The Vibration Institute uses the following velocity limits
in in/sec
rms peak
Acceptance of new equip <0.8 <0.16
unrestricted operation <0.12 <0.24
surveillance 0.12-0.28 0.24-0.7
Shutdown immediately >0.28 >0.7
 
Are you asking for general machine condition alarms based on measurements made on the bearings, or alarms that apply specifically to the condition of the bearings? They really are 2 different things. The Vibration Institute guidelines are certainly valid for the general machine condition assessment (as are standards from other sources such as ISO and even standards established by and recommended by some private firms). The condition of rolling element bearings is quite another thing. The bearing condition determination is made not so much on overall amplitudes, but rather on the development of specific "bearing-related" frequencies in the spectrum. Generally speaking we see more and more of these frequencies in the spectrum and more indications of modulation (sidebands) as the bearing wear continues to worsen. The amplitudes may remain quite small in spite of severe bearing condition deterioration. This is especially true with relatively slow speed (<600 RPM) shafts. The total energy from these low amplitude bearing frequencies may have little actual impact on the overall vibration level.

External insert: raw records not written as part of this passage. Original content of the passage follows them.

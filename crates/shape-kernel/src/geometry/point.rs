use std::fmt;
use std::ops::{Add, Sub};

use approx::AbsDiffEq;
use nalgebra::Point3;
use serde::{Deserialize, Serialize};

use super::vector::Vec3;

/// A point in 3D Euclidean space.
#[derive(Debug, Clone, Copy, PartialEq, Serialize, Deserialize)]
pub struct Point3d {
    pub x: f64,
    pub y: f64,
    pub z: f64,
}

impl Point3d {
    pub const ORIGIN: Self = Self {
        x: 0.0,
        y: 0.0,
        z: 0.0,
    };

    pub fn new(x: f64, y: f64, z: f64) -> Self {
        Self { x, y, z }
    }

    pub fn distance_to(&self, other: &Self) -> f64 {
        self.distance_squared_to(other).sqrt()
    }

    pub fn distance_squared_to(&self, other: &Self) -> f64 {
        let dx = self.x - other.x;
        let dy = self.y - other.y;
        let dz = self.z - other.z;
        dx * dx + dy * dy + dz * dz
    }

    /// Distance from the origin. In a shape frame this is the distance to the
    /// shape's reference point.
    pub fn distance_from_origin(&self) -> f64 {
        self.to_vec3().length()
    }

    pub fn to_vec3(&self) -> Vec3 {
        Vec3::new(self.x, self.y, self.z)
    }

    pub fn contains_nan(&self) -> bool {
        self.x.is_nan() || self.y.is_nan() || self.z.is_nan()
    }

    pub fn to_array(&self) -> [f64; 3] {
        [self.x, self.y, self.z]
    }
}

impl From<Vec3> for Point3d {
    fn from(v: Vec3) -> Self {
        Self::new(v.x, v.y, v.z)
    }
}

impl From<Point3<f64>> for Point3d {
    fn from(p: Point3<f64>) -> Self {
        Self::new(p.x, p.y, p.z)
    }
}

impl From<Point3d> for Point3<f64> {
    fn from(p: Point3d) -> Self {
        Point3::new(p.x, p.y, p.z)
    }
}

impl AbsDiffEq for Point3d {
    type Epsilon = f64;

    fn default_epsilon() -> f64 {
        f64::default_epsilon()
    }

    fn abs_diff_eq(&self, other: &Self, epsilon: f64) -> bool {
        self.to_vec3().abs_diff_eq(&other.to_vec3(), epsilon)
    }
}

impl fmt::Display for Point3d {
    fn fmt(&self, f: &mut fmt::Formatter<'_>) -> fmt::Result {
        write!(f, "({}, {}, {})", self.x, self.y, self.z)
    }
}

impl Add<Vec3> for Point3d {
    type Output = Point3d;
    fn add(self, rhs: Vec3) -> Self::Output {
        Point3d::new(self.x + rhs.x, self.y + rhs.y, self.z + rhs.z)
    }
}

impl Sub for Point3d {
    type Output = Vec3;
    fn sub(self, rhs: Self) -> Self::Output {
        Vec3::new(self.x - rhs.x, self.y - rhs.y, self.z - rhs.z)
    }
}

impl Sub<Vec3> for Point3d {
    type Output = Point3d;
    fn sub(self, rhs: Vec3) -> Self::Output {
        Point3d::new(self.x - rhs.x, self.y - rhs.y, self.z - rhs.z)
    }
}
//! Buffered command writes and bounded reads over a `Cable`.
use alloc::vec;
use alloc::vec::Vec;

use crate::cable::Cable;
use crate::error::{Error, Result};
use crate::pattern::READ_UNIT_SIZE;

pub struct Transport<C> {
    cable: C,
}

impl<C: Cable> Transport<C> {
    pub fn new(cable: C) -> Self {
        Self { cable }
    }

    pub fn cable(&mut self) -> &mut C {
        &mut self.cable
    }

    pub fn into_inner(self) -> C {
        self.cable
    }

    /// Send `words` little-endian in a single bulk write.
    pub fn write_words(&mut self, words: &[u16]) -> Result<()> {
        let buf: Vec<u8> = words.iter().flat_map(|w| w.to_le_bytes()).collect();
        self.write_bytes(&buf)
    }

    /// Send `data` in a single bulk write.  Writing nothing succeeds without touching the chip.
    pub fn write_bytes(&mut self, data: &[u8]) -> Result<()> {
        if data.is_empty() {
            return Ok(());
        }

        log::trace!("tx {:02x?}", data);
        let written = self.cable.write(data)?;
        if written != data.len() {
            return Err(Error::ShortWrite {
                expected: data.len(),
                actual: written,
            });
        }
        Ok(())
    }

    /// Read exactly `len` bytes.  `len` may not exceed what one USB packet carries.
    pub fn read_bytes(&mut self, len: usize) -> Result<Vec<u8>> {
        if len > READ_UNIT_SIZE {
            return Err(Error::ReadTooLarge {
                requested: len,
                max: READ_UNIT_SIZE,
            });
        }

        let mut buf = vec![0; len];
        let read = self.cable.read(&mut buf)?;
        if read != len {
            return Err(Error::ShortRead {
                expected: len,
                actual: read,
            });
        }
        log::trace!("rx {:02x?}", buf);
        Ok(buf)
    }

    pub fn clear_write_buffer(&mut self) -> Result<()> {
        self.cable.purge_tx()
    }

    pub fn clear_read_buffer(&mut self) -> Result<()> {
        self.cable.purge_rx()
    }
}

PeakVUE is an excellent tool, when properly configured, but it's value is in it's ability to make the bearing-related frequencies more visible in the spectrum while diminishing the high-amplitude frequencies that normally dominate the velocity spectrum. PeakVUE amplitudes have no discernable relationship to the velocity amplitudes measured because it is such a heavily "massaged" or processed signal.

The PeakVUE amplitudes are very dependent on things like the transmission path to the sensor from the source of the energy and the filters and other parameters chosen by the analyst for the measurement.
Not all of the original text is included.